INTERVIEW – «20 Minutes» a rencontré la seule femme candidate à l’élection présidentielle sénégalaise, à l’heure où la candidature du président sortant continue de faire des remous…
De nos envoyés spéciaux à Dakar,
Parmi les quatorze candidats en lice pour le premier tour de l’élection présidentielle, elle est la seule femme candidate. Amsatou Sow Sidibé, professeur de droit à l’Université Cheikh Anta Diop de Dakar, se présente comme une femme «aux mains propres» mais sans moyens pour faire campagne. 20 Minutes est allé à sa rencontre…
Quel regard portez-vous sur les manifestations de ces derniers jours [mardi à Dakar, une manifestation étudiante a fait un mort]?
Les manifestations en tant que tel, je ne les ai pas mal vécues. Elles sont, je crois, la manifestation de la démocratie. En revanche, j’ai très mal vécu le fait qu’elles aient dégénéré. Cela a conduit à la mort d’un étudiant et cela n’est pas acceptable. Je suis très attachée à la démocratie, mais tout autant à la paix. La paix, c’est un droit fondamental de la personne humaine et, de surcroît, un droit qui, s’il n’est pas respecté, hypothèque tous les autres droits.
Aujourd’hui, au Sénégal, la paix vous semble-t-elle en danger?
Oui.

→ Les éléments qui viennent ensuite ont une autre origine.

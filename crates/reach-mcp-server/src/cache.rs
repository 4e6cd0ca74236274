use moka::sync::Cache;
use reach_core::model::ContentItem;
use sha2::{Digest, Sha256};
use std::sync::Arc;

/// Tool input schemas are compiled on first use and kept by tool name.
pub type CompiledSchema = Arc<jsonschema::JSONSchema>;

pub struct ToolCaches {
    pub schemas: Cache<String, CompiledSchema>,
    pub library: ContentLibrary,
}

impl ToolCaches {
    pub fn new(max_entries: u64) -> Self {
        Self {
            schemas: Cache::new(64),
            library: ContentLibrary::new(max_entries),
        }
    }
}

/// Generated content, keyed by a hash of the generation request.
///
/// Bounded at `max_entries`; moka picks which items to evict.
pub struct ContentLibrary {
    items: Cache<String, ContentItem>,
}

impl ContentLibrary {
    pub fn new(max_entries: u64) -> Self {
        Self {
            items: Cache::new(max_entries),
        }
    }

    pub fn get(&self, key: &str) -> Option<ContentItem> {
        self.items.get(key)
    }

    pub fn insert(&self, key: String, item: ContentItem) {
        self.items.insert(key, item);
    }

    pub fn find_by_id(&self, id: &str) -> Option<ContentItem> {
        self.items
            .iter()
            .map(|(_, item)| item)
            .find(|item| item.id == id)
    }

    /// Every stored item, oldest first.
    pub fn list(&self) -> Vec<ContentItem> {
        let mut all: Vec<ContentItem> = self.items.iter().map(|(_, item)| item).collect();
        all.sort_by(|a, b| a.created_at.cmp(&b.created_at).then(a.id.cmp(&b.id)));
        all
    }
}

pub fn sha256_hex(bytes: &[u8]) -> String {
    let mut hasher = Sha256::new();
    hasher.update(bytes);
    hex::encode(hasher.finalize())
}
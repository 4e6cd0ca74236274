use std::env;

#[derive(Clone, Debug)]
pub struct ServerConfig {
    pub timeout_ms: u64,
    pub max_msg_bytes: usize,
    pub max_field_bytes: usize,
    pub cache_entries: u64,
    pub http_timeout_ms: u64,
    pub metrics_poll_secs: u64,
    pub significance_poll_secs: u64,
    pub min_trials: u64,
    pub sandbox: bool,
    pub log_level: String,
}

impl Default for ServerConfig {
    fn default() -> Self {
        Self {
            timeout_ms: 30_000,
            max_msg_bytes: 1_000_000,
            max_field_bytes: 64_000,
            cache_entries: 256,
            http_timeout_ms: 20_000,
            metrics_poll_secs: 3600,
            significance_poll_secs: 6 * 3600,
            min_trials: 100,
            sandbox: false,
            log_level: "info".to_string(),
        }
    }
}

fn parse_into<T: std::str::FromStr>(v: Option<String>, slot: &mut T) {
    if let Some(n) = v.and_then(|s| s.trim().parse().ok()) {
        *slot = n;
    }
}

impl ServerConfig {
    pub fn from_env() -> Self {
        Self::from_lookup(|k| env::var(k).ok())
    }

    /// Unparseable values keep the default.
    pub fn from_lookup(get: impl Fn(&str) -> Option<String>) -> Self {
        let mut cfg = Self::default();
        parse_into(get("REACH_MCP_TIMEOUT_MS"), &mut cfg.timeout_ms);
        parse_into(get("REACH_MCP_MAX_BYTES"), &mut cfg.max_msg_bytes);
        parse_into(get("REACH_MCP_MAX_FIELD_BYTES"), &mut cfg.max_field_bytes);
        parse_into(get("REACH_MCP_CACHE_ENTRIES"), &mut cfg.cache_entries);
        parse_into(get("REACH_HTTP_TIMEOUT_MS"), &mut cfg.http_timeout_ms);
        parse_into(get("REACH_METRICS_POLL_SECS"), &mut cfg.metrics_poll_secs);
        parse_into(get("REACH_SIGNIFICANCE_POLL_SECS"), &mut cfg.significance_poll_secs);
        parse_into(get("REACH_MIN_TRIALS"), &mut cfg.min_trials);
        if let Some(v) = get("REACH_SANDBOX") {
            cfg.sandbox = matches!(v.trim(), "1" | "true" | "yes" | "on");
        }
        if let Some(v) = get("REACH_LOG") {
            cfg.log_level = v;
        }
        // A zero period would spin the timers.
        cfg.metrics_poll_secs = cfg.metrics_poll_secs.max(1);
        cfg.significance_poll_secs = cfg.significance_poll_secs.max(1);
        cfg
    }
}
use std::path::PathBuf;

use miette::Diagnostic;
use thiserror::Error;

#[derive(Debug, Error, Diagnostic)]
pub enum ToolkitError {
    #[error("invalid study accession: {0}")]
    InvalidAccession(String),

    #[error("unsupported pipeline version: {0} (supported: 1.0, 2.0, 3.0, 4.0, 4.1)")]
    InvalidPipelineVersion(String),

    #[error("unsupported result group: {0}")]
    InvalidResultGroup(String),

    #[error("missing argument for {tool}: {argument}")]
    #[diagnostic(help("run `mg-toolkit --help` for usage"))]
    MissingArgument { tool: String, argument: String },

    #[error("failed to read config file at {0}")]
    ConfigRead(PathBuf),

    #[error("failed to parse JSON config: {0}")]
    ConfigParse(String),

    #[error("failed to read sequence file {path}: {message}")]
    SequenceRead { path: PathBuf, message: String },

    #[error("sequence search request failed: {0}")]
    SearchHttp(String),

    #[error("sequence search returned status {status}: {message}")]
    SearchStatus { status: u16, message: String },

    #[error("metadata API request failed: {0}")]
    ApiHttp(String),

    #[error("metadata API returned status {status}: {message}")]
    ApiStatus { status: u16, message: String },

    #[error("{collection}/{id} not found in metadata API")]
    ResourceNotFound { collection: String, id: String },

    #[error("ENA request failed: {0}")]
    EnaHttp(String),

    #[error("ENA returned status {status}: {message}")]
    EnaStatus { status: u16, message: String },

    #[error("malformed ENA sample record: {0}")]
    EnaParse(String),

    #[error("download failed: {0}")]
    DownloadHttp(String),

    #[error("download returned status {status}: {message}")]
    DownloadStatus { status: u16, message: String },

    #[error("failed to write CSV: {0}")]
    Csv(String),

    #[error("filesystem error: {0}")]
    Filesystem(String),
}

impl ToolkitError {
    pub fn is_not_found(&self) -> bool {
        matches!(self, ToolkitError::ResourceNotFound { .. })
    }
}

impl From<csv::Error> for ToolkitError {
    fn from(err: csv::Error) -> Self {
        ToolkitError::Csv(err.to_string())
    }
}
use std::time::Duration;

use reqwest::blocking::{Client, Response};
use reqwest::header::{HeaderMap, HeaderValue, USER_AGENT};

/// Blocking client with the toolkit user agent. `None` disables the
/// request timeout entirely.
pub fn build_client(timeout: Option<Duration>) -> Result<Client, reqwest::Error> {
    let mut headers = HeaderMap::new();
    let agent = format!("mg-toolkit/{}", env!("CARGO_PKG_VERSION"));
    if let Ok(value) = HeaderValue::from_str(&agent) {
        headers.insert(USER_AGENT, value);
    }
    Client::builder()
        .default_headers(headers)
        .timeout(timeout)
        .build()
}

/// Splits a failed response into its status code and body text.
pub fn failure_parts(response: Response, fallback: &str) -> (u16, String) {
    let status = response.status().as_u16();
    let message = response.text().unwrap_or_else(|_| fallback.to_string());
    (status, message)
}
use reqwest::StatusCode;
use reqwest::blocking::Client;
use serde::Deserialize;
use tracing::debug;

use crate::config::ResolvedConfig;
use crate::domain::StudyAccession;
use crate::error::ToolkitError;
use crate::http;

/// Tag/value pair from an ENA sample record. The value is optional in the
/// XML.
pub type SampleAttribute = (String, Option<String>);

pub trait EnaClient: Send + Sync {
    /// Secondary sample accessions of every run in a study, in portal order.
    fn sample_accessions(&self, study: &StudyAccession) -> Result<Vec<String>, ToolkitError>;
    fn sample_attributes(&self, sample: &str) -> Result<Vec<SampleAttribute>, ToolkitError>;
}

#[derive(Clone)]
pub struct EnaHttpClient {
    client: Client,
    portal_url: String,
    browser_url: String,
}

impl EnaHttpClient {
    pub fn new(config: &ResolvedConfig) -> Result<Self, ToolkitError> {
        let client = http::build_client(config.timeout)
            .map_err(|err| ToolkitError::EnaHttp(err.to_string()))?;
        Ok(Self {
            client,
            portal_url: config.ena_portal_url.clone(),
            browser_url: config.ena_browser_url.clone(),
        })
    }
}

impl EnaClient for EnaHttpClient {
    fn sample_accessions(&self, study: &StudyAccession) -> Result<Vec<String>, ToolkitError> {
        debug!("GET {} for {study}", self.portal_url);
        let response = self
            .client
            .get(&self.portal_url)
            .query(&[
                ("result", "read_run".to_string()),
                ("query", format!("study_accession=\"{study}\"")),
                ("fields", "secondary_sample_accession".to_string()),
                ("format", "json".to_string()),
            ])
            .send()
            .map_err(|err| ToolkitError::EnaHttp(err.to_string()))?;
        match response.status() {
            StatusCode::NO_CONTENT => return Ok(Vec::new()),
            StatusCode::BAD_REQUEST => {
                return Err(ToolkitError::InvalidAccession(study.to_string()));
            }
            status if !status.is_success() => {
                let (status, message) = http::failure_parts(response, "ENA portal request failed");
                return Err(ToolkitError::EnaStatus { status, message });
            }
            _ => {}
        }
        let body = response
            .text()
            .map_err(|err| ToolkitError::EnaHttp(err.to_string()))?;
        parse_portal_runs(&body).ok_or_else(|| ToolkitError::InvalidAccession(study.to_string()))
    }

    fn sample_attributes(&self, sample: &str) -> Result<Vec<SampleAttribute>, ToolkitError> {
        let url = format!("{}/{}", self.browser_url, sample);
        debug!("GET {url}");
        let response = self
            .client
            .get(&url)
            .send()
            .map_err(|err| ToolkitError::EnaHttp(err.to_string()))?;
        if !response.status().is_success() {
            let (status, message) = http::failure_parts(response, "ENA browser request failed");
            return Err(ToolkitError::EnaStatus { status, message });
        }
        let body = response
            .text()
            .map_err(|err| ToolkitError::EnaHttp(err.to_string()))?;
        parse_sample_attributes(&body)
    }
}

#[derive(Debug, Deserialize)]
struct PortalRun {
    #[serde(default)]
    secondary_sample_accession: Option<String>,
}

/// Sample accessions from a portal JSON body, or `None` when the body is not
/// JSON (the portal answers unknown studies with plain text).
pub fn parse_portal_runs(body: &str) -> Option<Vec<String>> {
    if body.trim().is_empty() {
        return Some(Vec::new());
    }
    let runs: Vec<PortalRun> = serde_json::from_str(body).ok()?;
    Some(
        runs.into_iter()
            .filter_map(|run| run.secondary_sample_accession)
            .filter(|acc| !acc.is_empty())
            .collect(),
    )
}

#[derive(Debug, Default, Deserialize)]
struct SampleSetXml {
    #[serde(rename = "SAMPLE", default)]
    samples: Vec<SampleXml>,
}

#[derive(Debug, Default, Deserialize)]
struct SampleXml {
    #[serde(rename = "SAMPLE_ATTRIBUTES", default)]
    attributes: Option<SampleAttributesXml>,
}

#[derive(Debug, Default, Deserialize)]
struct SampleAttributesXml {
    #[serde(rename = "SAMPLE_ATTRIBUTE", default)]
    items: Vec<SampleAttributeXml>,
}

#[derive(Debug, Default, Deserialize)]
struct SampleAttributeXml {
    #[serde(rename = "TAG", default)]
    tag: Option<String>,
    #[serde(rename = "VALUE", default)]
    value: Option<String>,
}

/// Reads `SAMPLE/SAMPLE_ATTRIBUTES/SAMPLE_ATTRIBUTE` entries from an ENA
/// sample record. Attributes without a tag are skipped.
pub fn parse_sample_attributes(xml: &str) -> Result<Vec<SampleAttribute>, ToolkitError> {
    let set: SampleSetXml =
        quick_xml::de::from_str(xml).map_err(|err| ToolkitError::EnaParse(err.to_string()))?;
    Ok(set
        .samples
        .into_iter()
        .filter_map(|sample| sample.attributes)
        .flat_map(|attributes| attributes.items)
        .filter_map(|item| item.tag.map(|tag| (tag, item.value)))
        .collect())
}
//! Minimal JSON:API client for the MGnify metadata service.
//!
//! Only the parts of the document model the toolkit reads are modelled:
//! primary data, error objects, relationships and pagination links.

use std::collections::BTreeMap;

use reqwest::{StatusCode, Url};
use reqwest::blocking::Client;
use reqwest::header::ACCEPT;
use serde::Deserialize;
use serde_json::{Map, Value};
use tracing::debug;

use crate::config::ResolvedConfig;
use crate::error::ToolkitError;
use crate::http;

#[derive(Debug, Clone, Default, Deserialize)]
pub struct Document {
    #[serde(default)]
    pub data: Option<PrimaryData>,
    #[serde(default)]
    pub errors: Vec<ErrorObject>,
    #[serde(default)]
    pub links: Option<Links>,
}

#[derive(Debug, Clone, Deserialize)]
#[serde(untagged)]
pub enum PrimaryData {
    Many(Vec<Resource>),
    One(Box<Resource>),
}

#[derive(Debug, Clone, Deserialize)]
pub struct ErrorObject {
    #[serde(default)]
    pub status: Option<String>,
    #[serde(default)]
    pub detail: Option<String>,
}

#[derive(Debug, Clone, Default, Deserialize)]
pub struct Links {
    #[serde(default, rename = "self")]
    pub self_link: Option<Link>,
    #[serde(default)]
    pub related: Option<Link>,
    #[serde(default)]
    pub next: Option<Link>,
}

/// A link is either a bare URL or a link object with an `href`.
#[derive(Debug, Clone, Deserialize)]
#[serde(untagged)]
pub enum Link {
    Href(String),
    Object { href: String },
}

impl Link {
    pub fn href(&self) -> &str {
        match self {
            Link::Href(href) | Link::Object { href } => href.as_str(),
        }
    }
}

#[derive(Debug, Clone, Deserialize)]
pub struct Identifier {
    #[serde(rename = "type")]
    pub kind: String,
    pub id: String,
}

#[derive(Debug, Clone, Deserialize)]
#[serde(untagged)]
pub enum Linkage {
    Many(Vec<Identifier>),
    One(Identifier),
}

impl Linkage {
    pub fn identifiers(&self) -> Vec<&Identifier> {
        match self {
            Linkage::Many(items) => items.iter().collect(),
            Linkage::One(item) => vec![item],
        }
    }
}

#[derive(Debug, Clone, Default, Deserialize)]
pub struct Relationship {
    #[serde(default)]
    pub data: Option<Linkage>,
    #[serde(default)]
    pub links: Option<Links>,
}

impl Relationship {
    pub fn related_url(&self) -> Option<&str> {
        self.links
            .as_ref()
            .and_then(|links| links.related.as_ref())
            .map(Link::href)
    }
}

#[derive(Debug, Clone, Deserialize)]
pub struct Resource {
    #[serde(rename = "type")]
    pub kind: String,
    pub id: String,
    #[serde(default)]
    pub attributes: Map<String, Value>,
    #[serde(default)]
    pub relationships: BTreeMap<String, Relationship>,
    #[serde(default)]
    pub links: Option<Links>,
}

impl Resource {
    /// Looks up an attribute, accepting either the dasherized member name the
    /// API emits or its underscored form.
    pub fn attribute(&self, name: &str) -> Option<&Value> {
        self.attributes
            .get(name)
            .or_else(|| self.attributes.get(&name.replace('_', "-")))
            .or_else(|| self.attributes.get(&name.replace('-', "_")))
    }

    pub fn attribute_str(&self, name: &str) -> Option<&str> {
        self.attribute(name).and_then(Value::as_str)
    }

    pub fn self_link(&self) -> Option<&str> {
        self.links
            .as_ref()
            .and_then(|links| links.self_link.as_ref())
            .map(Link::href)
    }

    fn not_found(&self, relationship: &str) -> ToolkitError {
        ToolkitError::ResourceNotFound {
            collection: self.kind.clone(),
            id: format!("{}/{relationship}", self.id),
        }
    }
}

pub trait JsonApiClient: Send + Sync {
    /// Fetches `<collection>/<id>`. A missing resource is reported as
    /// [`ToolkitError::ResourceNotFound`].
    fn get(&self, collection: &str, id: &str) -> Result<Resource, ToolkitError>;

    /// Fetches every resource reachable from `url`, following `links.next`.
    fn fetch_all(&self, url: &str) -> Result<Vec<Resource>, ToolkitError>;

    /// Walks all pages of a filtered collection.
    fn iterate(
        &self,
        collection: &str,
        filters: &[(&str, String)],
    ) -> Result<Vec<Resource>, ToolkitError>;

    /// Dereferences a relationship, preferring resource linkage over the
    /// `related` link.
    fn related(
        &self,
        resource: &Resource,
        relationship: &str,
    ) -> Result<Vec<Resource>, ToolkitError> {
        let rel = resource
            .relationships
            .get(relationship)
            .ok_or_else(|| resource.not_found(relationship))?;
        if let Some(linkage) = &rel.data {
            return linkage
                .identifiers()
                .into_iter()
                .map(|ident| self.get(&ident.kind, &ident.id))
                .collect();
        }
        match rel.related_url() {
            Some(url) => self.fetch_all(url),
            None => Err(resource.not_found(relationship)),
        }
    }

    /// Dereferences a to-one relationship.
    fn related_one(
        &self,
        resource: &Resource,
        relationship: &str,
    ) -> Result<Resource, ToolkitError> {
        self.related(resource, relationship)?
            .into_iter()
            .next()
            .ok_or_else(|| resource.not_found(relationship))
    }
}

#[derive(Clone)]
pub struct JsonApiHttpClient {
    client: Client,
    base_url: String,
}

impl JsonApiHttpClient {
    pub fn new(config: &ResolvedConfig) -> Result<Self, ToolkitError> {
        let client = http::build_client(config.timeout)
            .map_err(|err| ToolkitError::ApiHttp(err.to_string()))?;
        Ok(Self {
            client,
            base_url: config.api_base.clone(),
        })
    }

    /// Appends percent-encoded path segments to the API base.
    fn endpoint(&self, segments: &[&str]) -> Result<Url, ToolkitError> {
        endpoint_url(&self.base_url, segments)
    }

    fn fetch_document(
        &self,
        url: &str,
        query: &[(&str, String)],
    ) -> Result<(StatusCode, Document), ToolkitError> {
        debug!("GET {url}");
        let response = self
            .client
            .get(url)
            .query(query)
            .header(ACCEPT, "application/vnd.api+json, application/json")
            .send()
            .map_err(|err| ToolkitError::ApiHttp(err.to_string()))?;
        let status = response.status();
        if status == StatusCode::NOT_FOUND {
            return Ok((status, Document::default()));
        }
        if !status.is_success() {
            let (status, message) = http::failure_parts(response, "metadata API request failed");
            return Err(ToolkitError::ApiStatus { status, message });
        }
        let document: Document = response
            .json()
            .map_err(|err| ToolkitError::ApiHttp(err.to_string()))?;
        Ok((status, document))
    }
}

impl JsonApiClient for JsonApiHttpClient {
    fn get(&self, collection: &str, id: &str) -> Result<Resource, ToolkitError> {
        let url = self.endpoint(&[collection, id])?;
        let (status, document) = self.fetch_document(url.as_str(), &[])?;
        let not_found = || ToolkitError::ResourceNotFound {
            collection: collection.to_string(),
            id: id.to_string(),
        };
        if status == StatusCode::NOT_FOUND {
            return Err(not_found());
        }
        check_errors(&document, &not_found)?;
        match document.data {
            Some(PrimaryData::One(resource)) => Ok(*resource),
            Some(PrimaryData::Many(_)) => Err(ToolkitError::ApiHttp(format!(
                "expected a single resource at {url}"
            ))),
            None => Err(not_found()),
        }
    }

    fn fetch_all(&self, url: &str) -> Result<Vec<Resource>, ToolkitError> {
        self.collect_pages(url.to_string(), &[])
    }

    fn iterate(
        &self,
        collection: &str,
        filters: &[(&str, String)],
    ) -> Result<Vec<Resource>, ToolkitError> {
        let url = self.endpoint(&[collection])?;
        self.collect_pages(url.into(), filters)
    }
}

impl JsonApiHttpClient {
    fn collect_pages(
        &self,
        first: String,
        filters: &[(&str, String)],
    ) -> Result<Vec<Resource>, ToolkitError> {
        let mut resources = Vec::new();
        let mut next = Some(first);
        let mut query = filters;
        while let Some(url) = next.take() {
            let (status, document) = self.fetch_document(&url, query)?;
            if status == StatusCode::NOT_FOUND {
                return Err(ToolkitError::ApiStatus {
                    status: status.as_u16(),
                    message: format!("{url} not found"),
                });
            }
            check_errors(&document, || ToolkitError::ApiStatus {
                status: 404,
                message: format!("{url} not found"),
            })?;
            match document.data {
                Some(PrimaryData::Many(items)) => resources.extend(items),
                Some(PrimaryData::One(item)) => resources.push(*item),
                None => {}
            }
            // `next` links already carry the filter query.
            query = &[];
            next = document
                .links
                .and_then(|links| links.next)
                .map(|link| link.href().to_string());
        }
        Ok(resources)
    }
}

fn endpoint_url(base: &str, segments: &[&str]) -> Result<Url, ToolkitError> {
    let invalid = || ToolkitError::ApiHttp(format!("invalid metadata API base URL {base}"));
    let mut url = Url::parse(base).map_err(|_| invalid())?;
    url.path_segments_mut()
        .map_err(|_| invalid())?
        .pop_if_empty()
        .extend(segments);
    Ok(url)
}

/// Turns a JSON:API `errors` document into an error; a 404 error object maps
/// to `not_found`.
fn check_errors<F>(document: &Document, not_found: F) -> Result<(), ToolkitError>
where
    F: FnOnce() -> ToolkitError,
{
    let Some(first) = document.errors.first() else {
        return Ok(());
    };
    if document
        .errors
        .iter()
        .any(|err| err.status.as_deref() == Some("404"))
    {
        return Err(not_found());
    }
    let status = first
        .status
        .as_deref()
        .and_then(|status| status.parse().ok())
        .unwrap_or(0);
    let message = first
        .detail
        .clone()
        .unwrap_or_else(|| "metadata API reported an error".to_string());
    Err(ToolkitError::ApiStatus { status, message })
}
use std::io;

use camino::Utf8Path;
use indexmap::{IndexMap, IndexSet};

use crate::error::ToolkitError;

/// Default header of the index column.
pub const INDEX_COLUMN: &str = "name";

pub type Row = IndexMap<String, String>;

/// Rows keyed by an index value, with columns derived from the union of
/// row keys in first-seen order.
#[derive(Debug, Clone, PartialEq, Eq)]
pub struct RowTable {
    index: String,
    rows: IndexMap<String, Row>,
}

impl Default for RowTable {
    fn default() -> Self {
        Self::with_index(INDEX_COLUMN)
    }
}

impl RowTable {
    pub fn new() -> Self {
        Self::default()
    }

    /// Empty table whose index column is headed `index`; may be empty.
    pub fn with_index(index: &str) -> Self {
        Self {
            index: index.to_string(),
            rows: IndexMap::new(),
        }
    }

    /// Inserts a row, replacing any row already stored under `key`. The
    /// replaced row keeps its position.
    pub fn insert(&mut self, key: String, row: Row) -> Option<Row> {
        self.rows.insert(key, row)
    }

    pub fn get(&self, key: &str) -> Option<&Row> {
        self.rows.get(key)
    }

    pub fn len(&self) -> usize {
        self.rows.len()
    }

    pub fn is_empty(&self) -> bool {
        self.rows.is_empty()
    }

    pub fn keys(&self) -> impl Iterator<Item = &str> {
        self.rows.keys().map(String::as_str)
    }

    pub fn columns(&self) -> Vec<&str> {
        let mut columns = IndexSet::new();
        for row in self.rows.values() {
            for column in row.keys() {
                columns.insert(column.as_str());
            }
        }
        columns.into_iter().collect()
    }

    /// Writes the table as CSV, replacing whatever is at `path`.
    pub fn write_csv(&self, path: &Utf8Path) -> Result<(), ToolkitError> {
        let writer = csv::Writer::from_path(path.as_std_path())?;
        self.write_to(writer)
    }

    pub fn write_csv_to<W: io::Write>(&self, out: W) -> Result<(), ToolkitError> {
        self.write_to(csv::Writer::from_writer(out))
    }

    fn write_to<W: io::Write>(&self, mut writer: csv::Writer<W>) -> Result<(), ToolkitError> {
        let columns = self.columns();
        let mut header = Vec::with_capacity(columns.len() + 1);
        header.push(self.index.as_str());
        header.extend(columns.iter().copied());
        writer.write_record(&header)?;

        for (key, row) in &self.rows {
            let mut record = Vec::with_capacity(columns.len() + 1);
            record.push(key.as_str());
            for column in &columns {
                record.push(row.get(*column).map(String::as_str).unwrap_or(""));
            }
            writer.write_record(&record)?;
        }
        writer
            .flush()
            .map_err(|err| ToolkitError::Filesystem(err.to_string()))?;
        Ok(())
    }

    /// Column-aligned text rendering for log output.
    pub fn to_pretty_string(&self) -> String {
        let columns = self.columns();
        let mut lines: Vec<Vec<&str>> = Vec::with_capacity(self.rows.len() + 1);
        let mut header = vec![self.index.as_str()];
        header.extend(columns.iter().copied());
        lines.push(header);
        for (key, row) in &self.rows {
            let mut line = vec![key.as_str()];
            line.extend(
                columns
                    .iter()
                    .map(|column| row.get(*column).map(String::as_str).unwrap_or("")),
            );
            lines.push(line);
        }

        let mut widths = vec![0usize; columns.len() + 1];
        for line in &lines {
            for (idx, cell) in line.iter().enumerate() {
                widths[idx] = widths[idx].max(cell.chars().count());
            }
        }

        lines
            .iter()
            .map(|line| {
                line.iter()
                    .zip(&widths)
                    .map(|(cell, width)| format!("{cell:<width$}"))
                    .collect::<Vec<_>>()
                    .join("  ")
                    .trim_end()
                    .to_string()
            })
            .collect::<Vec<_>>()
            .join("\n")
    }
}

Depuis un certain temps déjà, je constate que sont prises des décisions susceptibles de mener le pays vers un conflit armé. J’ai de l’expérience en la matière puisqu’en tant qu’experte des Nations unies, j’ai vécu la guerre en Côte d’Ivoire et je sais qu’entrer en conflit est beaucoup plus facile que d’en sortir.
Vous pensez que le président Abdoulaye Wade pourrait hypothéquer la paix de son pays pour se maintenir au pouvoir?
Cela fait un an que j’exprime le fait que le président Wade ne devrait pas maintenir sa candidature. Une voie politique doit être trouvée pour faire cesser le conflit qui s’est noué autour de celle-ci. Nous n’allons pas allonger cette liste macabre de pays en guerre sur le continent africain… Je le refuserai de toutes mes forces. Mais par quoi ont été provoqués ces conflits? Par la question de la dévolution du pouvoir!
En tant que femme candidate à l’élection présidentielle, pensez-vous porter un message différent des autres candidats?
D’abord, je voudrais souligner que je suis une femme «aux mains propres» mais sans moyens pour faire campagne. Il faut m’aider à lever des fonds. Ensuite, je suis une femme, qui, en tant que telle, s’est battue pendant des décennies pour la promotion des droits des femmes et du leadership féminin. Car il n’y a pas de démocratie sans participation de la moitié de la population! C’est aussi une question de développement, car c’est autant de bras et d’esprit qui, en étant partie prenante du processus politique et civique, peuvent mettre la main à la pâte.
Quels sont les défis qui attendent le Sénégal?
Le plus grand défi du Sénégal, c’est de remettre l’humain au centre des préoccupations politiques: il faut combattre la chèreté de la vie; l’éducation doit être à la portée de tous les enfants et la santé doit être prise en charge. Mais ce n’est pas tout: l’impunité doit cesser et la corruption combattue. Beaucoup d’argent entre dans le pays et je promets, si j’accède au pouvoir, de la gérer en bonne mère de famille.
Vous parlez de la chèreté de la vie, mais le président Wade a récemment revalorisé les salaires dans la fonction publique…
Il a fait des choses, de bonnes choses. Mais, maintenant, la Constitution lui dit de partir et il faut qu’il parte. Laissons lui prendre une retraite dorée. S’il renonce, nous pourrons faire de lui notre Nelson Mandela! Toutes les personnes qui, dans son entourage, le poussent à rester au pouvoir ne lui rendent pas service…
Vous faîtes allusion à son fils [au Sénégal, nombreux sont ceux qui soupçonnent Abdoulaye Wade de vouloir transmettre le pouvoir à son fils]?
Je ne fais allusion à personne. Je veux simplement souligner que c’est en toute démocratie qu’il a pris le pouvoir en 2000 et qu’aujourd’hui il a le droit de quitter le pouvoir de la même façon.